WHAT TO WORK ON -> Every line of the material is to be set down exactly as written.

---

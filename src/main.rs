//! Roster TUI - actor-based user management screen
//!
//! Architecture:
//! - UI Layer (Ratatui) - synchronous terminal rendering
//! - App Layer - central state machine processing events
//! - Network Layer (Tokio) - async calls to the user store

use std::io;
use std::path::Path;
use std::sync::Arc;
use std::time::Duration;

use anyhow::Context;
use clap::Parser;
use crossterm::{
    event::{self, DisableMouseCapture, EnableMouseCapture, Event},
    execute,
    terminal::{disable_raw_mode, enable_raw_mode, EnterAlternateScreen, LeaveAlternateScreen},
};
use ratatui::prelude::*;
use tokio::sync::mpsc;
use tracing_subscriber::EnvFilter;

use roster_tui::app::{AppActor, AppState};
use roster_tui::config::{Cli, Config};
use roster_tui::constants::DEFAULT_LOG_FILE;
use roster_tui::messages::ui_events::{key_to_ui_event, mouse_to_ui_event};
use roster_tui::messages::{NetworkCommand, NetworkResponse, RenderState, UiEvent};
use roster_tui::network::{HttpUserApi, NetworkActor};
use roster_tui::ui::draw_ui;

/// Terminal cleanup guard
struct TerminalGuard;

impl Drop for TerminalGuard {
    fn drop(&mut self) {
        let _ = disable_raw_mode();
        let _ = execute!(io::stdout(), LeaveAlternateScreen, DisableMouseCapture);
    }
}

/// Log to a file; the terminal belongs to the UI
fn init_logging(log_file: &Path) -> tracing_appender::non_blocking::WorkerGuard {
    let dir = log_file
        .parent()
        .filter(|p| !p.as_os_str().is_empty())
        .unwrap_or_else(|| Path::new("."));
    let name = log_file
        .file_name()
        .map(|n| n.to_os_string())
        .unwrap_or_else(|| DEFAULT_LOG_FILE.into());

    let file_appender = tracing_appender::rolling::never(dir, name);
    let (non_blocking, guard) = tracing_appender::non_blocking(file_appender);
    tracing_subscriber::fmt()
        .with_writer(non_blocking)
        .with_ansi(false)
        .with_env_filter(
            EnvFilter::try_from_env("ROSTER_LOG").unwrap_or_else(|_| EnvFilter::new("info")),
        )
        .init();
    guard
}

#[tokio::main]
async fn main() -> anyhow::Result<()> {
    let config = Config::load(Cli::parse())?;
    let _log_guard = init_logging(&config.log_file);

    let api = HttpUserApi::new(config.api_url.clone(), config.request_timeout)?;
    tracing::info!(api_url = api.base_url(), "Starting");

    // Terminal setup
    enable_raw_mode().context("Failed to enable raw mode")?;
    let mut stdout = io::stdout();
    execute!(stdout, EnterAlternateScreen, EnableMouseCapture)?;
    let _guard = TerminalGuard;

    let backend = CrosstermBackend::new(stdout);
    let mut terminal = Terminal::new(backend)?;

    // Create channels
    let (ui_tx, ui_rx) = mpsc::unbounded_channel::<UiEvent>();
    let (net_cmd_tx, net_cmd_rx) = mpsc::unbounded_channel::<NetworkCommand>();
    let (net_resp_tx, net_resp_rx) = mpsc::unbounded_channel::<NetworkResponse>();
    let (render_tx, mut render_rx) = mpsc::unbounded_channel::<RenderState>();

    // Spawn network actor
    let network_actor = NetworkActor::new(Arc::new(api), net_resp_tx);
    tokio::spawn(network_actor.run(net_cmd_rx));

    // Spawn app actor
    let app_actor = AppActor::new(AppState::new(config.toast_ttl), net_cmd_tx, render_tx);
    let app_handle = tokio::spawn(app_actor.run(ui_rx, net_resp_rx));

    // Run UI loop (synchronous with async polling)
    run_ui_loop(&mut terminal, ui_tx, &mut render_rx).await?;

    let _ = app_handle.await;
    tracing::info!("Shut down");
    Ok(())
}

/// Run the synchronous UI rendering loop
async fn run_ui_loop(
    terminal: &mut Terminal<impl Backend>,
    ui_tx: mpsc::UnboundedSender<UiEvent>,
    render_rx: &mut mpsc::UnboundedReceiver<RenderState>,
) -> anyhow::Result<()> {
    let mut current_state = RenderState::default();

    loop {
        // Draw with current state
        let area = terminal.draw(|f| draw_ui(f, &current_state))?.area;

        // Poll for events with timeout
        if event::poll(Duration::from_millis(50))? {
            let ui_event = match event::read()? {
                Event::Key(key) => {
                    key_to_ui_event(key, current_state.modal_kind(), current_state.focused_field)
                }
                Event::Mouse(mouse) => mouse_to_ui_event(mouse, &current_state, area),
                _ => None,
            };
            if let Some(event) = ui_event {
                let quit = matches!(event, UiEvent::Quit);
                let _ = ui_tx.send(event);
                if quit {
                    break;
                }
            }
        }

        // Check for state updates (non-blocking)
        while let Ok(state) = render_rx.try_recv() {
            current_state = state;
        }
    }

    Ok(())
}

---

RESULT BELOW ->
filename src/main.rs
//! Roster TUI - actor-based user management screen
//!
//! Architecture:
//! - UI Layer (Ratatui) - synchronous terminal rendering
//! - App Layer - central state machine processing events
//! - Network Layer (Tokio) - async calls to the user store

use std::io;
use std::path::Path;
use std::sync::Arc;
use std::time::Duration;

use anyhow::Context;
use clap::Parser;
use crossterm::{
    event::{self, DisableMouseCapture, EnableMouseCapture, Event},
    execute,
    terminal::{disable_raw_mode, enable_raw_mode, EnterAlternateScreen, LeaveAlternateScreen},
};
use ratatui::prelude::*;
use tokio::sync::mpsc;
use tracing_subscriber::EnvFilter;

use roster_tui::app::{AppActor, AppState};
use roster_tui::config::{Cli, Config};
use roster_tui::constants::DEFAULT_LOG_FILE;
use roster_tui::messages::ui_events::{key_to_ui_event, mouse_to_ui_event};
use roster_tui::messages::{NetworkCommand, NetworkResponse, RenderState, UiEvent};
use roster_tui::network::{HttpUserApi, NetworkActor};
use roster_tui::ui::draw_ui;

/// Terminal cleanup guard
struct TerminalGuard;

impl Drop for TerminalGuard {
    fn drop(&mut self) {
        let _ = disable_raw_mode();
        let _ = execute!(io::stdout(), LeaveAlternateScreen, DisableMouseCapture);
    }
}

/// Log to a file; the terminal belongs to the UI
fn init_logging(log_file: &Path) -> tracing_appender::non_blocking::WorkerGuard {
    let dir = log_file
        .parent()
        .filter(|p| !p.as_os_str().is_empty())
        .unwrap_or_else(|| Path::new("."));
    let name = log_file
        .file_name()
        .map(|n| n.to_os_string())
        .unwrap_or_else(|| DEFAULT_LOG_FILE.into());

    let file_appender = tracing_appender::rolling::never(dir, name);
    let (non_blocking, guard) = tracing_appender::non_blocking(file_appender);
    tracing_subscriber::fmt()
        .with_writer(non_blocking)
        .with_ansi(false)
        .with_env_filter(
            EnvFilter::try_from_env("ROSTER_LOG").unwrap_or_else(|_| EnvFilter::new("info")),
        )
        .init();
    guard
}

#[tokio::main]
async fn main() -> anyhow::Result<()> {
    let config = Config::load(Cli::parse())?;
    let _log_guard = init_logging(&config.log_file);

    let api = HttpUserApi::new(config.api_url.clone(), config.request_timeout)?;
    tracing::info!(api_url = api.base_url(), "Starting");

    // Terminal setup
    enable_raw_mode().context("Failed to enable raw mode")?;
    let mut stdout = io::stdout();
    execute!(stdout, EnterAlternateScreen, EnableMouseCapture)?;
    let _guard = TerminalGuard;

    let backend = CrosstermBackend::new(stdout);
    let mut terminal = Terminal::new(backend)?;

    // Create channels
    let (ui_tx, ui_rx) = mpsc::unbounded_channel::<UiEvent>();
    let (net_cmd_tx, net_cmd_rx) = mpsc::unbounded_channel::<NetworkCommand>();
    let (net_resp_tx, net_resp_rx) = mpsc::unbounded_channel::<NetworkResponse>();
    let (render_tx, mut render_rx) = mpsc::unbounded_channel::<RenderState>();

    // Spawn network actor
    let network_actor = NetworkActor::new(Arc::new(api), net_resp_tx);
    tokio::spawn(network_actor.run(net_cmd_rx));

    // Spawn app actor
    let app_actor = AppActor::new(AppState::new(config.toast_ttl), net_cmd_tx, render_tx);
    let app_handle = tokio::spawn(app_actor.run(ui_rx, net_resp_rx));

    // Run UI loop (synchronous with async polling)
    run_ui_loop(&mut terminal, ui_tx, &mut render_rx).await?;

    let _ = app_handle.await;
    tracing::info!("Shut down");
    Ok(())
}

/// Run the synchronous UI rendering loop
async fn run_ui_loop(
    terminal: &mut Terminal<impl Backend>,
    ui_tx: mpsc::UnboundedSender<UiEvent>,
    render_rx: &mut mpsc::UnboundedReceiver<RenderState>,
) -> anyhow::Result<()> {
    let mut current_state = RenderState::default();

    loop {
        // Draw with current state
        let area = terminal.draw(|f| draw_ui(f, &current_state))?.area;

        // Poll for events with timeout
        if event::poll(Duration::from_millis(50))? {
            let ui_event = match event::read()? {
                Event::Key(key) => {
                    key_to_ui_event(key, current_state.modal_kind(), current_state.focused_field)
                }
                Event::Mouse(mouse) => mouse_to_ui_event(mouse, &current_state, area),
                _ => None,
            };
            if let Some(event) = ui_event {
                let quit = matches!(event, UiEvent::Quit);
                let _ = ui_tx.send(event);
                if quit {
                    break;
                }
            }
        }

        // Check for state updates (non-blocking)
        while let Ok(state) = render_rx.try_recv() {
            current_state = state;
        }
    }

    Ok(())
}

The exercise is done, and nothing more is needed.